Mohammed Djetei Camara (born 18 August 1994) is a Cameroonian footballer who plays for Spanish club Albacete Balompié and the Cameroon national team as a central defender.

Club career
Born in Yaoundé, Djetei made his senior debut with International Sporting Club of Douala in 2012. In 2014, he moved to Union Douala, after a partnership between both clubs was established.

On 4 July 2016, Djetei signed a four-year deal with Spanish Segunda División side Gimnàstic de Tarragona. He made his debut for the club on 12 October, starting in a 1–1 Copa del Rey away draw against Rayo Vallecano (5–4 win on penalties).

Djetei made his debut in the second level on 6 November 2016, playing the full 90 minutes in a 1–0 away win against CD Mirandés. In August of the following year, during a pre-season match against Real Zaragoza, he suffered a serious knee injury.

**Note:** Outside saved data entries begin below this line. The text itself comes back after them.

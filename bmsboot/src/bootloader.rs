//! Command/framing engine for the serial bootloader.
//!
//! Every exchange follows the same shape: the command phase is sent and
//! acknowledged, then each parameter group (address, length, data) is sent
//! only after the previous group was acknowledged. A NACK or any unexpected
//! byte ends the exchange with the error matching the phase.
//!
//! ## Example
//!
//! ```rust,no_run
//! use std::sync::Arc;
//!
//! use bmsboot::{Bootloader, NativeConnector, ProtocolConfig, SerialConfig, Transport};
//!
//! fn main() -> Result<(), Box<dyn std::error::Error>> {
//!     let transport = Transport::new(Arc::new(NativeConnector), SerialConfig::default());
//!     let mut bootloader = Bootloader::new(transport, ProtocolConfig::default());
//!
//!     bootloader.open("/dev/ttyUSB0")?;
//!     let identity = bootloader.initialize()?;
//!     println!("Ver: {}, PID: 0x{:04X}", identity.version, identity.product_id);
//!
//!     let data = bootloader.read(0x0800_0000, 16)?;
//!     println!("{data:02X?}");
//!     Ok(())
//! }
//! ```

use std::thread;
use std::time::Duration;

use byteorder::{BigEndian, ByteOrder};
use log::{debug, info, trace, warn};

use crate::error::{Error, Result};
use crate::protocol::cipher::{CHALLENGE_LEN, answer_challenge};
use crate::protocol::command::{
    ACK, CapabilitySet, CommandCode, DeviceCommunicationCommand, DeviceIdentity, EraseMode,
    ExtendedEraseMode, Generation, MAX_TRANSFER, ResponseCode, Version,
};
use crate::transport::Transport;

/// Length of the GET_ID reply as declared by the device (length byte + 2).
const GET_ID_REPLY_LEN: usize = 3;

/// Maximum number of attempts for a write frame.
pub const DEFAULT_WRITE_RETRIES: usize = 3;

/// ACK timeout after a write data phase.
pub const DEFAULT_WRITE_TIMEOUT: Duration = Duration::from_millis(2000);

/// ACK timeout after an erase parameter phase.
pub const DEFAULT_ERASE_TIMEOUT: Duration = Duration::from_millis(2000);

/// ACK timeout after the authorization response.
pub const DEFAULT_AUTHORIZE_TIMEOUT: Duration = Duration::from_millis(1000);

/// Settle delay between the wake byte and a device communication frame.
pub const DEFAULT_WAKE_DELAY: Duration = Duration::from_millis(50);

/// Time given to the bootloader to start after the jump command.
pub const DEFAULT_BOOTLOADER_START_DELAY: Duration = Duration::from_millis(500);

/// Time given to the application to start after GO.
pub const DEFAULT_APP_START_DELAY: Duration = Duration::from_millis(1000);

/// Tunable protocol parameters.
///
/// The retry count and timeouts were measured on the target device; they
/// are not mandated by the protocol.
#[derive(Debug, Clone, PartialEq, Eq)]
#[cfg_attr(feature = "serde", derive(serde::Serialize, serde::Deserialize))]
pub struct ProtocolConfig {
    /// Wire format generation.
    pub generation: Generation,
    /// Attempts for a write frame before `DataRejected`.
    pub write_retries: usize,
    /// ACK timeout after write data.
    pub write_timeout: Duration,
    /// ACK timeout after erase parameters.
    pub erase_timeout: Duration,
    /// ACK timeout after the authorization response.
    pub authorize_timeout: Duration,
    /// Delay after the wake byte.
    pub wake_delay: Duration,
    /// Wait after jumping to the bootloader, before the port is reopened.
    pub bootloader_start_delay: Duration,
    /// Wait after jumping to the application.
    pub app_start_delay: Duration,
}

impl Default for ProtocolConfig {
    fn default() -> Self {
        Self {
            generation: Generation::default(),
            write_retries: DEFAULT_WRITE_RETRIES,
            write_timeout: DEFAULT_WRITE_TIMEOUT,
            erase_timeout: DEFAULT_ERASE_TIMEOUT,
            authorize_timeout: DEFAULT_AUTHORIZE_TIMEOUT,
            wake_delay: DEFAULT_WAKE_DELAY,
            bootloader_start_delay: DEFAULT_BOOTLOADER_START_DELAY,
            app_start_delay: DEFAULT_APP_START_DELAY,
        }
    }
}

impl ProtocolConfig {
    /// Set the wire format generation.
    #[must_use]
    pub fn with_generation(mut self, generation: Generation) -> Self {
        self.generation = generation;
        self
    }

    /// Set the number of write attempts.
    #[must_use]
    pub fn with_write_retries(mut self, retries: usize) -> Self {
        self.write_retries = retries;
        self
    }
}

/// Bootloader command engine.
///
/// Owns the transport and the capability set reported by the device.
pub struct Bootloader {
    transport: Transport,
    config: ProtocolConfig,
    capabilities: CapabilitySet,
    version: Option<Version>,
    product_id: Option<u16>,
}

On 2 September 2019, Djetei signed a contract with Segunda División B side Córdoba CF.

International career
On 18 October 2015, Djetei made his international debut with a local team of Cameroon, after starting in a 0–0 2016 African Nations Championship qualification home draw against Congo. He also made the 23-man list for the final tournament, all teams being consisted exclusively of players playing in their African homecountries.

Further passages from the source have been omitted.